# Interest Rates 10%



## BradK (3 February 2008)

Hi, 

Im not talking about official rates, but rather those that filter down to borrowers. 

Do we think they are going to get to 10% before the end of 2008? 

Brad


----------



## numbercruncher (4 February 2008)

Unlikely but still possible imho.

Minimum of 9pc and maybe as high as 9.5pc is what im thinking. But the banks seem to do whatever the hell they want so maybe theyll throw in the wild card 

Good to see the RBA doing its job and protecting our savings from the ravages of Inflation 

I notice in 94' they went up 2.75pc , now that would hurt the highly leveraged!(Imagine having a 350k mortgage an then have to come up with an extra 10k p/a! ouchers.)


http://www.rba.gov.au/Statistics/cashrate_target.html


----------



## Bill M (4 February 2008)

Economists are predicting two rate rises of .25% for this year so that would bring our RBA cash rates to 7.25%. Considering there is a lot of competition for home loans and most of the better home loans are at around 8% now that would bring it up to 8.5% which is still reasonable.

For current variable home loans rate click on http://www.ratecity.com.au/home-loans/lowest-rates/


----------



## BradK (4 February 2008)

Some are going as high as 1% for the year. 

Oh, you're going to ask me to name them, aint ya? huh? Huh? HUH? 

Brad


----------



## theasxgorilla (4 February 2008)

BradK said:


> Oh, you're going to ask me to name them, aint ya? huh?

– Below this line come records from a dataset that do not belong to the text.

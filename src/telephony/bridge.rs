//! Phone call bridge.
//!
//! One [`run_bridge`] call serves one carrier media stream. The carrier
//! socket is split into a reader loop and a sender task fed by an mpsc
//! channel; the provider is connected in the background so carrier audio
//! arriving before it is ready is buffered and flushed first, in order.

use std::collections::VecDeque;
use std::sync::Arc;
use std::time::Duration;

use async_trait::async_trait;
use axum::extract::ws::{Message, WebSocket};
use base64::{Engine, engine::general_purpose::STANDARD as BASE64};
use bytes::Bytes;
use futures::{SinkExt, StreamExt};
use thiserror::Error;
use tokio::sync::{mpsc, oneshot};
use tokio::time::{Instant, MissedTickBehavior};
use tracing::{debug, error, info, warn};

use super::media::{InboundMessage, OutboundMessage};
use crate::core::audio::{carrier_to_provider, provider_to_carrier};
use crate::core::openai::{OpenAIClient, OpenAIError, SessionSettings};
use crate::core::realtime::{
    BoxedRealtime, OpenAIRealtime, RealtimeAudioData, RealtimeConfig, RealtimeError,
    ReconnectionConfig, ReconnectionEvent, TokenRefresher,
};

/// Capacity of the carrier outbound channel.
const CHANNEL_BUFFER_SIZE: usize = 1024;

#[derive(Debug, Error)]
pub enum BridgeError {
    #[error("Failed to create provider session: {0}")]
    Session(#[from] OpenAIError),

    #[error(transparent)]
    Realtime(#[from] RealtimeError),
}

/// Builds a fresh provider connection for each call.
#[async_trait]
pub trait ProviderFactory: Send + Sync {
    async fn create(&self) -> Result<BoxedRealtime, BridgeError>;
}

/// Creates an OpenAI realtime session per call and connects with its token.
#[derive(Debug, Clone)]
pub struct OpenAIProviderFactory {
    openai: OpenAIClient,
    settings: SessionSettings,
    realtime_url: String,
    reconnection: ReconnectionConfig,
}

impl OpenAIProviderFactory {
    pub fn new(
        openai: OpenAIClient,
        settings: SessionSettings,
        realtime_url: impl Into<String>,
        reconnection: ReconnectionConfig,
    ) -> Self {
        Self {
            openai,
            settings,
            realtime_url: realtime_url.into(),
            reconnection,
        }
    }
}

impl OpenAIProviderFactory {
    /// Creates a new provider session for each reconnect, since session
    /// tokens expire within minutes.
    fn token_refresher(&self) -> TokenRefresher {
        let openai = self.openai.clone();
        let settings = self.settings.clone();
        Arc::new(move || {
            let openai = openai.clone();
            let settings = settings.clone();
            Box::pin(async move {
                let token: Result<String, RealtimeError> = openai
                    .create_realtime_session(&settings)
                    .await
                    .map(|session| session.token().to_string())
                    .map_err(|e| RealtimeError::AuthenticationFailed(e.to_string()));
                debug!(ok = token.is_ok(), "Fetched session token for reconnection");
                token
            })
        })
    }
}

#[async_trait]
impl ProviderFactory for OpenAIProviderFactory {
    async fn create(&self) -> Result<BoxedRealtime, BridgeError> {
        let session = self.openai.create_realtime_session(&self.settings).await?;

        let provider = OpenAIRealtime::new(RealtimeConfig {
            token: session.token().to_string(),
            url: self.realtime_url.clone(),
            settings: self.settings.clone(),
            reconnection: self.reconnection.clone(),
            token_refresher: Some(self.token_refresher()),
        })?;

        Ok(Box::new(provider))
    }
}

#[derive(Debug, Clone)]
pub struct BridgeConfig {
    /// Interval between carrier pings. A ping still unanswered at the next
    /// tick ends the call.
    pub keepalive_interval: Duration,
}

impl Default for BridgeConfig {
    fn default() -> Self {
        Self {
            keepalive_interval: Duration::from_secs(5),
        }
    }
}

/// Messages routed to the carrier sender task.
enum CarrierRoute {
    Json(OutboundMessage),
    Binary(Bytes),
    Ping,
    Close,
}

/// Provider callbacks, flattened into the bridge loop.
enum ProviderEvent {
    Audio(Bytes),
    Error(RealtimeError),
    Reconnected,
}

/// Per-call state owned by the reader loop.
struct CallLeg {
    stream_sid: Option<String>,
    call_sid: Option<String>,
    /// Carrier sends bare μ-law binary frames instead of JSON `media` events.
    raw_audio: bool,
    provider: Option<BoxedRealtime>,
    /// Provider-format audio waiting for the provider to become ready.
    pending: VecDeque<Bytes>,
    awaiting_pong: bool,
    frames_in: u64,
    frames_out: u64,
}

impl CallLeg {
    fn new() -> Self {
        Self {
            stream_sid: None,
            call_sid: None,
            raw_audio: false,
            provider: None,
            pending: VecDeque::new(),
            awaiting_pong: false,
            frames_in: 0,
            frames_out: 0,
        }
    }

    /// Send provider-format audio, buffering it while the provider is not ready.
    async fn forward_audio(&mut self, audio: Bytes) {
        self.frames_in += 1;
        self.pending.push_back(audio);
        self.flush_pending().await;
    }

    /// Drain the buffer in order; stops at the first chunk the provider can't take yet.
    async fn flush_pending(&mut self) {
        let Some(provider) = self.provider.as_mut() else {
            return;
        };

        while let Some(chunk) = self.pending.front().cloned() {
            if !provider.is_ready() {
                break;
            }
            match provider.send_audio(chunk).await {
                Ok(()) => {
                    self.pending.pop_front();
                }
                Err(RealtimeError::NotConnected) => break,
                Err(e) => {
                    warn!(error = %e, "Dropping audio chunk the provider rejected");
                    self.pending.pop_front();
                }
            }
        }

        if !self.pending.is_empty() {
            debug!(buffered = self.pending.len(), "Buffering audio until provider is ready");
        }
    }

    fn carrier_audio(&mut self, pcm: &[u8]) -> CarrierRoute {
        self.frames_out += 1;
        let ulaw = provider_to_carrier(pcm);
        if self.raw_audio {
            CarrierRoute::Binary(Bytes::from(ulaw))
        } else {
            CarrierRoute::Json(OutboundMessage::media(
                self.stream_sid.clone(),
                BASE64.encode(ulaw),
            ))
        }
    }

    /// Handle one carrier message. Returns `false` when the call is over.
    async fn handle_carrier_message(&mut self, msg: Message) -> bool {
        match msg {
            Message::Text(text) => {
                let event = match serde_json::from_str::<InboundMessage>(&text) {
                    Ok(event) => event,
                    Err(e) => {
                        warn!(error = %e, "Failed to parse carrier message");
                        return true;
                    }
                };
                self.handle_inbound(event).await
            }
            Message::Binary(data) => {
                if !self.raw_audio {
                    debug!("Carrier is sending raw binary audio");
                    self.raw_audio = true;
                }
                self.forward_audio(Bytes::from(carrier_to_provider(&data))).await;
                true
            }
            Message::Pong(_) => {
                self.awaiting_pong = false;
                true
            }
            Message::Ping(_) => true,
            Message::Close(frame) => {
                info!(?frame, "Carrier closed the media stream");
                false
            }
        }
    }

    async fn handle_inbound(&mut self, event: InboundMessage) -> bool {
        match event {
            InboundMessage::Connected { protocol } => {
                info!(?protocol, "Media stream connected");
            }
            InboundMessage::Start { stream_sid, start } => {
                self.stream_sid = stream_sid.or(start.stream_sid);
                self.call_sid = start.call_sid;
                info!(
                    stream_sid = ?self.stream_sid,
                    call_sid = ?self.call_sid,
                    "Media stream started"
                );
            }
            InboundMessage::Media { media } => match BASE64.decode(media.payload.as_bytes()) {
                Ok(ulaw) => self.forward_audio(Bytes::from(carrier_to_provider(&ulaw))).await,
                Err(e) => warn!(error = %e, "Invalid media payload"),
            },
            InboundMessage::Mark { mark } => debug!(name = %mark.name, "Mark received"),
            InboundMessage::Dtmf { dtmf } => info!(digit = %dtmf.digit, "DTMF received"),
            InboundMessage::Stop => {
                info!(call_sid = ?self.call_sid, "Media stream stopped");
                return false;
            }
            InboundMessage::Unknown => debug!("Ignoring unknown media stream event"),
        }
        true
    }
}

/// Create the provider, wire its callbacks into `events`, and connect.
async fn connect_provider(
    factory: Arc<dyn ProviderFactory>,
    events: mpsc::UnboundedSender<ProviderEvent>,
) -> Result<BoxedRealtime, BridgeError> {
    let mut provider = factory.create().await?;

    let audio_tx = events.clone();
    provider.on_audio(Arc::new(move |audio: RealtimeAudioData| {
        let tx = audio_tx.clone();
        Box::pin(async move {
            let _ = tx.send(ProviderEvent::Audio(audio.data));
        })
    }))?;

    let error_tx = events.clone();
    provider.on_error(Arc::new(move |e: RealtimeError| {
        let tx = error_tx.clone();
        Box::pin(async move {
            let _ = tx.send(ProviderEvent::Error(e));
        })
    }))?;

    provider.on_reconnection(Arc::new(move |event: ReconnectionEvent| {
        let tx = events.clone();
        Box::pin(async move {
            if event.success {
                let _ = tx.send(ProviderEvent::Reconnected);
            } else {
                warn!(attempt = event.attempt, error = ?event.error, "Provider reconnection attempt failed");
            }
        })
    }))?;

    provider.connect().await?;
    Ok(provider)
}

/// Relay one carrier media stream to a provider until either side ends.
pub async fn run_bridge(socket: WebSocket, factory: Arc<dyn ProviderFactory>, config: BridgeConfig) {
    let bridge_id = uuid::Uuid::new_v4().to_string();
    info!(%bridge_id, "Call bridge started");

    let (mut sender, mut receiver) = socket.split();
    let (carrier_tx, mut carrier_rx) = mpsc::channel::<CarrierRoute>(CHANNEL_BUFFER_SIZE);

    let mut sender_task = tokio::spawn(async move {
        while let Some(route) = carrier_rx.recv().await {
            let should_close = matches!(route, CarrierRoute::Close);

            let result = match route {
                CarrierRoute::Json(message) => match serde_json::to_string(&message) {
                    Ok(json) => sender.send(Message::Text(json.into())).await,
                    Err(e) => {
                        error!("Failed to serialize carrier message: {}", e);
                        continue;
                    }
                },
                CarrierRoute::Binary(data) => sender.send(Message::Binary(data)).await,
                CarrierRoute::Ping => sender.send(Message::Ping(Bytes::new())).await,
                CarrierRoute::Close => sender.send(Message::Close(None)).await,
            };

            if let Err(e) = result {
                debug!("Failed to send to carrier: {}", e);
                break;
            }
            if should_close {
                break;
            }
        }
    });

    let (events_tx, mut events_rx) = mpsc::unbounded_channel::<ProviderEvent>();
    let (provider_tx, mut provider_rx) = oneshot::channel();
    tokio::spawn(async move {
        let _ = provider_tx.send(connect_provider(factory, events_tx).await);
    });
    let mut provider_pending = true;

    let mut keepalive = tokio::time::interval_at(
        Instant::now() + config.keepalive_interval,
        config.keepalive_interval,
    );
    keepalive.set_missed_tick_behavior(MissedTickBehavior::Delay);

    let mut leg = CallLeg::new();

    loop {
        tokio::select! {
            msg = receiver.next() => match msg {
                Some(Ok(msg)) => {
                    if !leg.handle_carrier_message(msg).await {
                        break;
                    }
                }
                Some(Err(e)) => {
                    warn!("Carrier WebSocket error: {}", e);
                    break;
                }
                None => {
                    info!("Carrier WebSocket closed");
                    break;
                }
            },

            result = &mut provider_rx, if provider_pending => {
                provider_pending = false;
                match result {
                    Ok(Ok(provider)) => {
                        info!(buffered = leg.pending.len(), "Provider connected");
                        leg.provider = Some(provider);
                        leg.flush_pending().await;
                    }
                    Ok(Err(e)) => {
                        error!(error = %e, "Failed to connect provider");
                        break;
                    }
                    Err(_) => {
                        error!("Provider connection task ended unexpectedly");
                        break;
                    }
                }
            }

            Some(event) = events_rx.recv() => match event {
                ProviderEvent::Audio(pcm) => {
                    let route = leg.carrier_audio(&pcm);
                    if carrier_tx.send(route).await.is_err() {
                        break;
                    }
                }
                ProviderEvent::Error(e) if e.is_terminal() => {
                    error!(error = %e, "Provider connection lost");
                    break;
                }
                ProviderEvent::Error(e) => warn!(error = %e, "Provider error"),
                ProviderEvent::Reconnected => {
                    info!(buffered = leg.pending.len(), "Provider reconnected");
                    leg.flush_pending().await;
                }
            },

            _ = keepalive.tick() => {
                if leg.awaiting_pong {
                    warn!(call_sid = ?leg.call_sid, "Carrier missed keepalive, terminating");
                    break;
                }
                leg.awaiting_pong = true;
                if carrier_tx.send(CarrierRoute::Ping).await.is_err() {
                    break;
                }
            }
        }
    }

    if let Some(mut provider) = leg.provider.take() {
        if let Err(e) = provider.disconnect().await {
            warn!(error = %e, "Failed to disconnect provider");
        }
    } else if provider_pending {
        // Connection still in flight; close it once it lands.
        tokio::spawn(async move {
            if let Ok(Ok(mut provider)) = provider_rx.await {
                let _ = provider.disconnect().await;
            }
        });
    }

    let _ = carrier_tx.send(CarrierRoute::Close).await;
    drop(carrier_tx);
    if tokio::time::timeout(Duration::from_secs(1), &mut sender_task)
        .await
        .is_err()
    {
        sender_task.abort();
    }

    info!(
        %bridge_id,
        call_sid = ?leg.call_sid,
        frames_in = leg.frames_in,
        frames_out = leg.frames_out,
        dropped = leg.pending.len(),
        "Call bridge closed"
    );
}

Huh? HUH?




It would be useful...just so we can hack them to pieces from a 'vested interest' perspective.

Everyone else is credit crunching like mad and Aust is targeted for 1% over the next 12 months???  Give me break...r they for real?

Yes, names please.


----------



## BradK (4 February 2008)

ASX, 

I dont want to get all Marxist on you, but dont you think that this whole 'credit crunch' and 'subprime' crisis was mostly caused by bankers - but the punters are going to pay for it? 

Meanwhile, come reporting season, there are going to be reports of record profits? 

Brad


----------



## theasxgorilla (4 February 2008)

BradK said:


> I dont want to get all Marxist on you, but dont you think that this whole 'credit crunch' and 'subprime' crisis was mostly caused by bankers - but the punters are going to pay for it?




Don't hold back.   Yes.  One way or another, yes they will.



BradK said:


> Meanwhile, come reporting season, there are going to be reports of record profits?




No, not this year.

ASX.G


----------



## xoa (4 February 2008)

I hope so.

But I'm sure the government would bailout the baby boomers and speculators before rates reach 10%.


----------



## nioka (4 February 2008)

xoa said:


> I hope so.
> 
> But I'm sure the government would bailout the baby boomers and speculators before rates reach 10%.



 Don't be so sure about that. We didn't get bailed out in the 80's when rates got to 20%. The best way to get bailed out is to do it yourself and borrow less.


----------



## xoa (4 February 2008)

nioka said:


> Don't be so sure about that. We didn't get bailed out in the 80's when rates got to 20%. The best way to get bailed out is to do it yourself and borrow less.




I hope you're right. But the government understands and fears the power of the baby boomer vote, in a way they didn't in the 1980s. The government would rather kill every first born son, than piss off the grey army.


----------



## nioka (4 February 2008)

xoa said:


> I hope you're right. But the government understands and fears the power of the baby boomer vote, in a way they didn't in the 1980s. The government would rather kill every first born son, than piss off the grey army.



I am a captain in the grey army. Interest rates don't worry us as much as inflation. We LOVE high interest rates (to a degree.) It could be my money someone in the "must have it at all costs" generation has borrowed to maintain a lifestyle they haven't yet earned.


----------



## xoa (4 February 2008)

nioka said:


> I am a captain in the grey army. Interest rates don't worry us as much as inflation. We LOVE high interest rates (to a degree.) It could be my money someone in the "must have it at all costs" generation has borrowed to maintain a lifestyle they haven't yet earned.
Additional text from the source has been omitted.